Over the summer the government has issued regulations to extend the two transitional periods during which minimum contribution levels for jobholders who are auto-enrolled in a defined contribution (DC) scheme are being phased in:
- the minimum contribution during the first transitional period (employer's staging date to 2018) is 2% of qualifying earnings, with a 1% minimum employer contribution; and
- in 2018 the rate will rise, under the second transitional period, to 5% in total, with a 2% minimum employer contribution.
By 6 April 2019, the full contribution requirements apply and all employers should be auto-enrolling eligible jobholders into a fully qualifying scheme with 8% contributions, at least 3% coming from the employer.

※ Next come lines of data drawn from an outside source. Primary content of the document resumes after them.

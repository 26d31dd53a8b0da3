/*
 * SPDX-License-Identifier: Apache-2.0
 * Copyright 2025 ByteDance and/or its affiliates.
 */

pub mod config;
pub use config::SslConfig;

pub mod event;
pub use event::{ContRef, Event, EventSink, Runtime, ScheduledTask};

pub mod sock;
pub use sock::RawSock;

pub mod alpn;
pub use alpn::{AlpnSet, AlpnSetBuilder};

pub mod hook;
pub use hook::{HookPoint, HookRegistry};

pub mod cert;
pub use cert::{CertStore, CertStoreBuilder, CertificatePair};

pub mod stat;
pub use stat::SslStats;

mod env;
pub use env::SslEnv;

pub mod vc;
pub use vc::{HookOp, NetPoller, TlsVc, VcMode, VcOptions, VcRole};
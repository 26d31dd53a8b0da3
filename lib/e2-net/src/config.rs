/*
 * SPDX-License-Identifier: Apache-2.0
 * Copyright 2025 ByteDance and/or its affiliates.
 */

use std::time::Duration;

/// Record cap to use while a write burst is still probing.
pub const DEF_TLS_RECORD_SIZE: usize = 1300;
/// Largest payload a single TLS record may carry.
pub const MAX_TLS_RECORD_SIZE: usize = 16383;
/// Bytes a burst must move before records grow to the maximum.
pub const DEF_TLS_RECORD_BYTE_THRESHOLD: u64 = 1_000_000;
/// Idle gap after which the next write starts a new burst.
pub const DEF_TLS_RECORD_IDLE_THRESHOLD: Duration = Duration::from_millis(1000);

/// Process-wide tunables for the TLS connection engine.
#[derive(Clone, Debug)]
pub struct SslConfig {
    /// Record sizing mode: `> 0` caps every write op at this many
    /// bytes, `0` turns capping off (one op per buffer block), `-1`
    /// selects dynamic sizing from recent write activity.
    pub max_record: i64,
    pub def_record_size: usize,
    pub max_record_size: usize,
    pub record_byte_threshold: u64,
    pub record_idle_threshold: Duration,
    /// Block size for VIO and handshake buffers.
    pub buffer_block_size: usize,
    /// Unconsumed decrypted bytes above this stop socket reads until
    /// the upstream drains.
    pub read_water_mark: usize,
}

impl Default for SslConfig {
    fn default() -> Self {
        SslConfig {
            max_record: -1,
            def_record_size: DEF_TLS_RECORD_SIZE,
            max_record_size: MAX_TLS_RECORD_SIZE,
            record_byte_threshold: DEF_TLS_RECORD_BYTE_THRESHOLD,
            record_idle_threshold: DEF_TLS_RECORD_IDLE_THRESHOLD,
            buffer_block_size: e2_io_chain::DEFAULT_BLOCK_SIZE,
            read_water_mark: 64 * 1024,
        }
    }
}

impl SslConfig {
    /// The per-op record cap while in dynamic mode: short records until
    /// the burst has moved enough bytes, full records afterwards.
    pub(crate) fn dynamic_record_cap(&self, bytes_since_idle: u64) -> usize {
        if bytes_since_idle < self.record_byte_threshold {
            self.def_record_size
        } else {
            self.max_record_size
        }
    }

    pub(crate) fn write_idle_expired(&self, idle: Duration) -> bool {
        idle > self.record_idle_threshold
    }
}

#[cfg(test)]
mod tests {
    use super::*;

    #[test]
    fn dynamic_cap_grows_with_burst() {
        let cfg = SslConfig::default();
        assert_eq!(cfg.dynamic_record_cap(0), DEF_TLS_RECORD_SIZE);
        assert_eq!(cfg.dynamic_record_cap(999_999), DEF_TLS_RECORD_SIZE);
        assert_eq!(cfg.dynamic_record_cap(1_000_000), MAX_TLS_RECORD_SIZE);
        assert_eq!(cfg.dynamic_record_cap(u64::MAX), MAX_TLS_RECORD_SIZE);
    }

    #[test]
    fn burst_reset_threshold() {
        let cfg = SslConfig::default();
        assert!(!cfg.write_idle_expired(Duration::from_millis(1000)));
        assert!(cfg.write_idle_expired(Duration::from_millis(1001)));
    }

    #[test]
    fn simulated_burst_sequence() {
        // a 5 MiB stream: short records first, full records once the
        // burst passes the byte threshold, short again after idling
        let cfg = SslConfig::default();
        let mut sent: u64 = 0;
        let mut caps = Vec::new();
        while sent < 5 * 1024 * 1024 {
            let cap = cfg.dynamic_record_cap(sent);
            caps.push(cap);
            sent += cap as u64;
        }
        assert_eq!(caps[0], DEF_TLS_RECORD_SIZE);
        assert!(caps.iter().take_while(|c| **c == DEF_TLS_RECORD_SIZE).count() >= 769);
        assert_eq!(*caps.last().unwrap(), MAX_TLS_RECORD_SIZE);

        // idle expiry starts the probe phase over
        assert!(cfg.write_idle_expired(Duration::from_secs(2)));
        assert_eq!(cfg.dynamic_record_cap(0), DEF_TLS_RECORD_SIZE);
    }
}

Last year, the government announced that, in order to simplify pension administration, the transitional periods would be aligned with the start of the tax year. As a result, the first transitional period will run until 5 April 2018 (instead of 30 September 2017, as currently scheduled). The second transitional period will run from 6 April 2018 to 5 April 2019 (instead of 30 September 2018). Regulations made over the summer bring these changes into force on 1 October 2016.
Comment & Actions
- Trustees of auto-enrolment qualifying schemes may need to check what their scheme rules say about employer contributions. If the phased increases in contributions are hard-wired into scheme rules, a rule amendment will be necessary to take advantage of the new transitional dates. It has been suggested that this would not be a "listed change" requiring consultation with employees, as it may come within the exemption for a change "for the purposes of complying with a statutory provision". However, strictly speaking the change would be to take advantage of a provision, rather than to comply, so trustees may feel it would be safer to consult. In any event, they will certainly want to tell members about it.